İsa’nın takipçileri asla, herhangi bir nedenle, pohpohlamaya başvurmazlar. Sadık Elihu gibi, kararlı bir şekilde şöyle dua ederler: “Kimsenin şahsına itibar etmiyeyim; ve insana yaltaklanmıyayım. Çünkü yaltaklanma nedir, bilmem; yoksa Yaratıcım beni hemen alıp götürürdü.” O zaman, Pavlus gibi şunu söyleyebilirler: “Hiç bir vakit yaltaklanma sözünde ve tamakârlık vesilesinde bulunmadık.”—Eyub 32:21, 22; I. Selânikliler 2:5, 6.
Hak Edildiğinde Övgü
Övgünün mihenk taşına benzer bir işlevi olabileceğini ilhamla verilen şu mesel gösteriyor: “Pota gümüş için, ve ocak altın içindir; adam da övülmesile denenir.” (Süleymanın Meselleri 27:21) Evet, övgü üstünlük ya da gurur duygularını besleyerek kişiyi yıkıma götürebilir. Diğer taraftan kişi kendisine övgü getiren her şeyi Yehova’ya borçlu olduğunu kabul ederse, övgü onun haddini bilirliğini ve alçakgönüllülüğünü ortaya çıkarabilir.
Değerli davranış ve başarılar için içten övgülerde bulunmanın hem öven hem de övülen üzerinde yapıcı etkileri olur. Karşılıklı beslenen sıcak ve sağlıklı takdir duygularına katkıda bulunur. Övgüye değer hedefler için çabalamayı teşvik eder. Gençlerin hak ettiklerinde övülmesi, onların daha çok çalışmayı istemelerini sağlayabilir. Kendilerinden beklenen standartları karşılamayı amaçlarlarken, kişiliklerini şekillendirmelerine yardım edebilir.

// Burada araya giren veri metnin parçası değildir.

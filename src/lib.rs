#![cfg_attr(not(feature = "std"), no_std)]

extern crate alloc;
#[cfg(feature = "std")]
extern crate std;

mod ai;
mod board;
mod common;
mod config;
mod game;
#[cfg(feature = "std")]
mod logging;
mod player;
mod ship;

pub use ai::*;
pub use board::*;
pub use common::*;
pub use config::*;
pub use game::*;
#[cfg(feature = "std")]
pub use logging::{init_logging, level_from};
pub use player::*;
pub use ship::*;
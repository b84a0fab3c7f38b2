use broadside::{init_logging, level_from};
use log::LevelFilter;

#[test]
fn test_level_parsing_defaults_to_info() {
    assert_eq!(level_from(None), LevelFilter::Info);
    assert_eq!(level_from(Some("nonsense")), LevelFilter::Info);
    assert_eq!(level_from(Some("debug")), LevelFilter::Debug);
    assert_eq!(level_from(Some("TRACE")), LevelFilter::Trace);
}

#[test]
fn test_init_logging_is_repeatable() {
    init_logging();
    init_logging();
    log::info!("logger installed");
}
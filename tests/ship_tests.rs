use broadside::{Orientation, Ship, ShipDef, FLEET};
use proptest::prelude::*;

#[test]
fn test_new_ship_is_afloat() {
    let ship = Ship::new("Destroyer", 2);
    assert_eq!(ship.name(), "Destroyer");
    assert_eq!(ship.length(), 2);
    assert_eq!(ship.hits(), 0);
    assert!(!ship.is_sunk());
}

#[test]
fn test_hit_and_sunk() {
    let mut ship = Ship::new("Destroyer", 2);
    ship.hit();
    assert_eq!(ship.hits(), 1);
    assert!(!ship.is_sunk());
    ship.hit();
    assert!(ship.is_sunk());
    // extra hits are counted but the ship stays sunk
    ship.hit();
    assert_eq!(ship.hits(), 3);
    assert!(ship.is_sunk());
}

#[test]
fn test_ship_def_builds_fresh_ship() {
    let def = ShipDef::new("Cruiser", 3);
    let ship = def.build();
    assert_eq!(ship.name(), def.name());
    assert_eq!(ship.length(), 3);
    assert_eq!(ship.hits(), 0);
    assert_eq!(FLEET.iter().map(|d| d.length()).sum::<usize>(), 17);
}

#[test]
fn test_orientation_toggle() {
    assert_eq!(Orientation::Horizontal.toggled(), Orientation::Vertical);
    assert_eq!(Orientation::Vertical.toggled().toggled(), Orientation::Vertical);
}

proptest! {
    #[test]
    fn sunk_tracks_hit_count(length in 1usize..8, n in 0usize..12) {
        let mut ship = Ship::new("Test", length);
        for _ in 0..n {
            ship.hit();
        }
        prop_assert_eq!(ship.hits(), n);
        prop_assert_eq!(ship.is_sunk(), n >= length);
    }
}
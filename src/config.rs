use alloc::vec::Vec;

use crate::ship::ShipDef;

pub const DEFAULT_BOARD_SIZE: usize = 10;

/// Largest supported board edge. Larger requests are clamped by
/// `Gameboard::new` and refused by `Gameboard::try_new`.
pub const MAX_BOARD_SIZE: usize = 64;

pub const NUM_SHIPS: usize = 5;
pub const FLEET: [ShipDef; NUM_SHIPS] = [
    ShipDef::new("Carrier", 5),
    ShipDef::new("Battleship", 4),
    ShipDef::new("Cruiser", 3),
    ShipDef::new("Submarine", 3),
    ShipDef::new("Destroyer", 2),
];

/// Random head/orientation candidates tried per ship before giving up.
pub const MAX_PLACEMENT_ATTEMPTS: usize = 1000;

/// Random coordinates sampled in hunt mode before falling back to a scan of
/// the remaining untried cells.
pub const MAX_TARGET_ATTEMPTS: usize = 200;

/// Runtime settings for a game session.
#[derive(Debug, Clone, PartialEq, Eq)]
pub struct GameConfig {
    pub board_size: usize,
    pub fleet: Vec<ShipDef>,
}

impl GameConfig {
    pub fn new(board_size: usize, fleet: Vec<ShipDef>) -> Self {
        Self { board_size, fleet }
    }

    /// Look up a fleet entry by its name.
    pub fn ship_def(&self, name: &str) -> Option<ShipDef> {
        self.fleet.iter().copied().find(|def| def.name() == name)
    }

    /// Total number of cells covered by the whole fleet.
    pub fn fleet_cells(&self) -> usize {
        self.fleet.iter().map(|def| def.length()).sum()
    }
}

impl Default for GameConfig {
    fn default() -> Self {
        Self::new(DEFAULT_BOARD_SIZE, FLEET.to_vec())
    }
}
pub mod build_error;
pub mod builder;
pub mod disasm;
pub mod ir;
pub mod op;
pub mod verify;

pub use build_error::BuildError;
pub use builder::ProgramBuilder;
pub use ir::Program;
pub use op::{Bytecode, Opcode};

Bu nedenle, pohpohlamaktan ya da pohpohlanmaktan kaçınalım. Övgü kabul ederken alçakgönüllü olalım. Hem tapınmamızda devamlı olarak Yehova’ya hem de başkalarına içtenlikle, sağlıklı takdir ve övgü ifadelerinde bulunmakta cömert ve candan davranalım; şunu unutmayalım, “vaktinde olan söz ne iyidir!”—Süleymanın Meselleri 15:23.